Activity: Write out, without any change, the lines in the material below that run from the line with "Self::classify(component), store: true" through the line with "let Some(load) = self.load_opcode()", both included.

--- --- ---

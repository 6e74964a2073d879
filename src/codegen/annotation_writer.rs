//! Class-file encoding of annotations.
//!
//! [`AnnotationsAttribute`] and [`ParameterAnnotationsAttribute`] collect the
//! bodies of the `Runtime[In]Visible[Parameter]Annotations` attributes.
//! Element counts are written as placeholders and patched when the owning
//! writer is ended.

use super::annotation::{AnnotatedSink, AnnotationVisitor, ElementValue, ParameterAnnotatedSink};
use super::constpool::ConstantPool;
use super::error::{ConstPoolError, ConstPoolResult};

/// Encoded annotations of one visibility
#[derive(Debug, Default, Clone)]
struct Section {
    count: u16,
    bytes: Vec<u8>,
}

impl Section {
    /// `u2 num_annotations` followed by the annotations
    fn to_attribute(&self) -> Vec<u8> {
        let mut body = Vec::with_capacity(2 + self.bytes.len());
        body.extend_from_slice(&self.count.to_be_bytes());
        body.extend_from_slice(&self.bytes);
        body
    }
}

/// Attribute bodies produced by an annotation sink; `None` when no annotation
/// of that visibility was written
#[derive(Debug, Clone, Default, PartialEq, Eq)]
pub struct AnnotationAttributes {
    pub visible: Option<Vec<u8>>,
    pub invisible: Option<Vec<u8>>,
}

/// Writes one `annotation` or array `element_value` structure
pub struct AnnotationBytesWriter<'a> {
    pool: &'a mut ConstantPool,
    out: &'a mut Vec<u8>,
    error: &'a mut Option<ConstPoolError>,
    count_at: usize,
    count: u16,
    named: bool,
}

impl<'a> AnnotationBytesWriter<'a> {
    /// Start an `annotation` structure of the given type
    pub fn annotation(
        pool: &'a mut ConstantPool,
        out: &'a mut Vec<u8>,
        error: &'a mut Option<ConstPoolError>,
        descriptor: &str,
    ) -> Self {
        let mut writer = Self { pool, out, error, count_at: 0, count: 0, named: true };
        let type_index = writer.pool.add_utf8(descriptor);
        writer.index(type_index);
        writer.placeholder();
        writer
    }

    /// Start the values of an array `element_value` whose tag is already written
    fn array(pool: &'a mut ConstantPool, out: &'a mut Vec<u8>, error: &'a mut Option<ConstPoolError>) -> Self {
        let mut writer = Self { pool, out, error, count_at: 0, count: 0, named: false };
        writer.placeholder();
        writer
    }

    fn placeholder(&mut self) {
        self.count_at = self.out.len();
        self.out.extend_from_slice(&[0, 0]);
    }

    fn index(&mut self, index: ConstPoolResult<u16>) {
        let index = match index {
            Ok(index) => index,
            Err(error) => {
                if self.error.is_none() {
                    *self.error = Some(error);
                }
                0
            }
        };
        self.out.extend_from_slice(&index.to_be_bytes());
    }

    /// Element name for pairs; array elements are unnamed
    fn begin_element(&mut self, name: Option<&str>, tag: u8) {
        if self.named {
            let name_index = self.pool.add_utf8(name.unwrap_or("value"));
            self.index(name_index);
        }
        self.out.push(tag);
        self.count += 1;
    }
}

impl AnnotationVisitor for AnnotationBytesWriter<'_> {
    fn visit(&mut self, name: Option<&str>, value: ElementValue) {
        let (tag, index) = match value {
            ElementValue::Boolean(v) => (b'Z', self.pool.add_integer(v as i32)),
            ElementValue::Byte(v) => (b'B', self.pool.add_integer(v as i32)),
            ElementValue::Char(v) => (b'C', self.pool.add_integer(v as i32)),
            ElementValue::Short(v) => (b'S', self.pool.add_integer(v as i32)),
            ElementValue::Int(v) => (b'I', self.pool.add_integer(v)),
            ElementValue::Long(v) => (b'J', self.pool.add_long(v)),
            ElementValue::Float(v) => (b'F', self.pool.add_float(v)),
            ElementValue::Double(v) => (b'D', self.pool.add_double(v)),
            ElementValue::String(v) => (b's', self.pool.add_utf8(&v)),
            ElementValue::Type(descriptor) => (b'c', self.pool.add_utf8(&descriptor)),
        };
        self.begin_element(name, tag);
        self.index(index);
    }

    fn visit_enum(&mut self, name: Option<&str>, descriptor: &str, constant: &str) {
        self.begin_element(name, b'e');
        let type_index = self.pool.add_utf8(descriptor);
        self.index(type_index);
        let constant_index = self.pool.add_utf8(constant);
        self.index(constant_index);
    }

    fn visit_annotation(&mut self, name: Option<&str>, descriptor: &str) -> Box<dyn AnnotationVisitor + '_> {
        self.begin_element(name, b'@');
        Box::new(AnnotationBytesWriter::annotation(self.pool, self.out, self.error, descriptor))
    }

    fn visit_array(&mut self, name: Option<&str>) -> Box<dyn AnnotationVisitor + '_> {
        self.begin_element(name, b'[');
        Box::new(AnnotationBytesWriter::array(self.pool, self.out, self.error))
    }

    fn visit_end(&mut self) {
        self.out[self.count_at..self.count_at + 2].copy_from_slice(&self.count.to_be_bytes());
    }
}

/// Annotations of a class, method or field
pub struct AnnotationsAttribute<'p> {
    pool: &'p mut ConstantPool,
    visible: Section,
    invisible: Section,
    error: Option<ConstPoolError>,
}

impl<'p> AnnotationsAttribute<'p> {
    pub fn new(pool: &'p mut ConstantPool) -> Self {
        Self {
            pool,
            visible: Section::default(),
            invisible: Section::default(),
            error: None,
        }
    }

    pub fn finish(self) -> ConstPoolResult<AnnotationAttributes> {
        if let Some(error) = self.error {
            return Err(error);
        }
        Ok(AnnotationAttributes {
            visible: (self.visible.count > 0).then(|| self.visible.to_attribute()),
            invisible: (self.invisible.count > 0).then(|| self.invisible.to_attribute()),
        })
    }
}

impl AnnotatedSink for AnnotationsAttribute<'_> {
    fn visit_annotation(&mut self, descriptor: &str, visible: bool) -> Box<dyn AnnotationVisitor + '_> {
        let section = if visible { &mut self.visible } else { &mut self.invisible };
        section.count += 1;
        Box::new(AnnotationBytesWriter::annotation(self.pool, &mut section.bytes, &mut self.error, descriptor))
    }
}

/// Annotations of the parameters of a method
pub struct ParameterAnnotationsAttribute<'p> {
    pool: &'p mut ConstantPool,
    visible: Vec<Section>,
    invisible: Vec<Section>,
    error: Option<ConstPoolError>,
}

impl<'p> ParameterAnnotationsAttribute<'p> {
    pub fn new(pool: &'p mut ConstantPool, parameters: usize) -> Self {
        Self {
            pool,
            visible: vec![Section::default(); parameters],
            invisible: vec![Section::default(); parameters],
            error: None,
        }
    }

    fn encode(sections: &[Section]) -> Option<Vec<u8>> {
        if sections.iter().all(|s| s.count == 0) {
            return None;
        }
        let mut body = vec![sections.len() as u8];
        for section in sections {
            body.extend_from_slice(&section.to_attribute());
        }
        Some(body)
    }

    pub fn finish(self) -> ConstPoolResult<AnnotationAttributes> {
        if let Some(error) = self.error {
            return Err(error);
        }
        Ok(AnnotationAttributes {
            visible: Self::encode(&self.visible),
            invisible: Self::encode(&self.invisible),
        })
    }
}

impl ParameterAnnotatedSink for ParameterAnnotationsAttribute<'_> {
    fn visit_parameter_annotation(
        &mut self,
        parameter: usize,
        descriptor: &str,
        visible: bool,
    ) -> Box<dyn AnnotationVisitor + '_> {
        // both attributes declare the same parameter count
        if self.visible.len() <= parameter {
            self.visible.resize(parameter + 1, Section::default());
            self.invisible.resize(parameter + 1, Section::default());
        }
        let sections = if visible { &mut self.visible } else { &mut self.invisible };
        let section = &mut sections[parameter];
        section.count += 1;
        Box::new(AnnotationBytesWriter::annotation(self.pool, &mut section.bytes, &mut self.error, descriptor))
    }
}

--- --- ---

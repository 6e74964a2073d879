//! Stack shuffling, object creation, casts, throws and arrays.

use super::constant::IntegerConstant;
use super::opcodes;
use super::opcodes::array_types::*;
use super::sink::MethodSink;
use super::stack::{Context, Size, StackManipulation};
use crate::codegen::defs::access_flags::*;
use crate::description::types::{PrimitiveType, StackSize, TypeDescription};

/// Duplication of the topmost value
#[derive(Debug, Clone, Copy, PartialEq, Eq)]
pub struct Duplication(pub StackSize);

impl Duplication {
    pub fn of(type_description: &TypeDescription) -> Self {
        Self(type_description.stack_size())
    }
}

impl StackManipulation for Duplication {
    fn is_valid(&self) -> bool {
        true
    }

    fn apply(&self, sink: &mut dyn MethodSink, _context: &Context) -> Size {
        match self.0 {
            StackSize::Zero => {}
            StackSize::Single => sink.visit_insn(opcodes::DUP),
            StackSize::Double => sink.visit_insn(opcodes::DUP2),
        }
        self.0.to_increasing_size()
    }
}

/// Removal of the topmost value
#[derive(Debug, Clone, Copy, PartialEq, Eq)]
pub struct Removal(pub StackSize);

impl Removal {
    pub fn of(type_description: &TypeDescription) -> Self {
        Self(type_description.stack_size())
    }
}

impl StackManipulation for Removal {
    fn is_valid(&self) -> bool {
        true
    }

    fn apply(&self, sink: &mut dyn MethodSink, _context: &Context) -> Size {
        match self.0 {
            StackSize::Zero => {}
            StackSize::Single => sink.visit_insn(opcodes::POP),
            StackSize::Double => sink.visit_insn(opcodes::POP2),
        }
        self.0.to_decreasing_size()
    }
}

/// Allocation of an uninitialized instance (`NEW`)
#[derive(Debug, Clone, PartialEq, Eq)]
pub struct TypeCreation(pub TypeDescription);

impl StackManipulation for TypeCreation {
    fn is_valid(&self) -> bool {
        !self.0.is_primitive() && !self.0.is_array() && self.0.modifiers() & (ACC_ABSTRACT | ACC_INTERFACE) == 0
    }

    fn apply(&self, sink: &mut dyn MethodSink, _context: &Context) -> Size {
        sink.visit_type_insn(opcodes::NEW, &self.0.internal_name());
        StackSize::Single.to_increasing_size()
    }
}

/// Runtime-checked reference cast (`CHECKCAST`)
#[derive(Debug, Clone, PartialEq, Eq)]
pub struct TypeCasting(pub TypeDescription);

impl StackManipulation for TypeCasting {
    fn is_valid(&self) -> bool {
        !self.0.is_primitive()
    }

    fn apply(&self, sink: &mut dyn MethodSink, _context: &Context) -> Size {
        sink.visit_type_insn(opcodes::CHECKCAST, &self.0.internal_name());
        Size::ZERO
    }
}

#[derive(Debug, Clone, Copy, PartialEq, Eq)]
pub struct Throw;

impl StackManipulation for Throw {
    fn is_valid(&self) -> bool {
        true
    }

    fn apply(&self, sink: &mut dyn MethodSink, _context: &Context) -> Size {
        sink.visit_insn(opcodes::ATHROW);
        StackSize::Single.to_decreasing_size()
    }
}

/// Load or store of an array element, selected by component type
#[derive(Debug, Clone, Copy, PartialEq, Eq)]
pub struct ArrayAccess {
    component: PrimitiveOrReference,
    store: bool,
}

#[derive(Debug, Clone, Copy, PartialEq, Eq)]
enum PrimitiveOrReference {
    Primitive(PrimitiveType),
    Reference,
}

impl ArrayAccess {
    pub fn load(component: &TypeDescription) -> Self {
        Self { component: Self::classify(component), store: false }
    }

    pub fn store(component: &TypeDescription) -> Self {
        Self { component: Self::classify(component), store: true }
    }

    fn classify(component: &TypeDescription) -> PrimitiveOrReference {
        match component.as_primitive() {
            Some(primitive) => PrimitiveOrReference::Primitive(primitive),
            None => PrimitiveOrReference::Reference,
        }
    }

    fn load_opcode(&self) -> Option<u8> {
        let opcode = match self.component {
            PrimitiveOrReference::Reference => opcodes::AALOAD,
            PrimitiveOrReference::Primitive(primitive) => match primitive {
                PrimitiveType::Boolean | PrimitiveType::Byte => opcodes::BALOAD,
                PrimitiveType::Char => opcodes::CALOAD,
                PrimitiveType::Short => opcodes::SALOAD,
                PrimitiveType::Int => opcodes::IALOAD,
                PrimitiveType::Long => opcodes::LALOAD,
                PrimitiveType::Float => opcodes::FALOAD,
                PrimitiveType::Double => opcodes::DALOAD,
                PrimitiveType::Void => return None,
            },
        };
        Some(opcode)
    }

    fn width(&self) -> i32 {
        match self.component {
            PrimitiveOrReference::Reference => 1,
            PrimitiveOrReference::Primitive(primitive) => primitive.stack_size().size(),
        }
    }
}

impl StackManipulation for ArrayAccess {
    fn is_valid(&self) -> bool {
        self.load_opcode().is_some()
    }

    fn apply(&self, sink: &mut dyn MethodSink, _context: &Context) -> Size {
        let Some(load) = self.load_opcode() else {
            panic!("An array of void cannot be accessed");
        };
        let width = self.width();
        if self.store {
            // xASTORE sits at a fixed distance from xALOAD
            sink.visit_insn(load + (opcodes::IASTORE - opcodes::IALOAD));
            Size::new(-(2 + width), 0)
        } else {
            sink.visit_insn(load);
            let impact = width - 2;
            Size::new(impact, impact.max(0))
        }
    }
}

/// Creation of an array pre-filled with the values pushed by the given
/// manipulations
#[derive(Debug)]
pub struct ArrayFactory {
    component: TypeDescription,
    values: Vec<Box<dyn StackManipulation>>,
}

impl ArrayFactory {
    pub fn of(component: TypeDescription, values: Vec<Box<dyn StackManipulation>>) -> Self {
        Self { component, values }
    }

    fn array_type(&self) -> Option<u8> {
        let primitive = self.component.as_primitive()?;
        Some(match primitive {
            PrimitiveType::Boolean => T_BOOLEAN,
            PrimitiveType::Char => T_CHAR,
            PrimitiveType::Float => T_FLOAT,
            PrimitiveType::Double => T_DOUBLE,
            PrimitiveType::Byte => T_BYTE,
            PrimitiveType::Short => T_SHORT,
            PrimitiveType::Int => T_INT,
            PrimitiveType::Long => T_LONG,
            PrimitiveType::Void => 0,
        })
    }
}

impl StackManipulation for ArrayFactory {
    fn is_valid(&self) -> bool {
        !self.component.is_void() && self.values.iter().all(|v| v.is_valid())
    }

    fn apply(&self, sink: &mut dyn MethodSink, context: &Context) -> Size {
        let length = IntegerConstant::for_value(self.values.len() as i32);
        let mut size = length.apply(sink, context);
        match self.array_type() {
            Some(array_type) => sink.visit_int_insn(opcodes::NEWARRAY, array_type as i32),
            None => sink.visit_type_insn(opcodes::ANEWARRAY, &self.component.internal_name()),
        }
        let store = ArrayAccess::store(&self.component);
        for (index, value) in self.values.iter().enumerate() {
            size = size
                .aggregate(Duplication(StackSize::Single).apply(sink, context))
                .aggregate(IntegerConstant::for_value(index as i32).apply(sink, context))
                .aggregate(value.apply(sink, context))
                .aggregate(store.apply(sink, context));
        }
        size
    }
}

--- --- ---

Reply to the exercise:
        Self { component: Self::classify(component), store: true }
    }

    fn classify(component: &TypeDescription) -> PrimitiveOrReference {
        match component.as_primitive() {
            Some(primitive) => PrimitiveOrReference::Primitive(primitive),
            None => PrimitiveOrReference::Reference,
        }
    }

    fn load_opcode(&self) -> Option<u8> {
        let opcode = match self.component {
            PrimitiveOrReference::Reference => opcodes::AALOAD,
            PrimitiveOrReference::Primitive(primitive) => match primitive {
                PrimitiveType::Boolean | PrimitiveType::Byte => opcodes::BALOAD,
                PrimitiveType::Char => opcodes::CALOAD,
                PrimitiveType::Short => opcodes::SALOAD,
                PrimitiveType::Int => opcodes::IALOAD,
                PrimitiveType::Long => opcodes::LALOAD,
                PrimitiveType::Float => opcodes::FALOAD,
                PrimitiveType::Double => opcodes::DALOAD,
                PrimitiveType::Void => return None,
            },
        };
        Some(opcode)
    }

    fn width(&self) -> i32 {
        match self.component {
            PrimitiveOrReference::Reference => 1,
            PrimitiveOrReference::Primitive(primitive) => primitive.stack_size().size(),
        }
    }
}

impl StackManipulation for ArrayAccess {
    fn is_valid(&self) -> bool {
        self.load_opcode().is_some()
    }

    fn apply(&self, sink: &mut dyn MethodSink, _context: &Context) -> Size {
        let Some(load) = self.load_opcode() else {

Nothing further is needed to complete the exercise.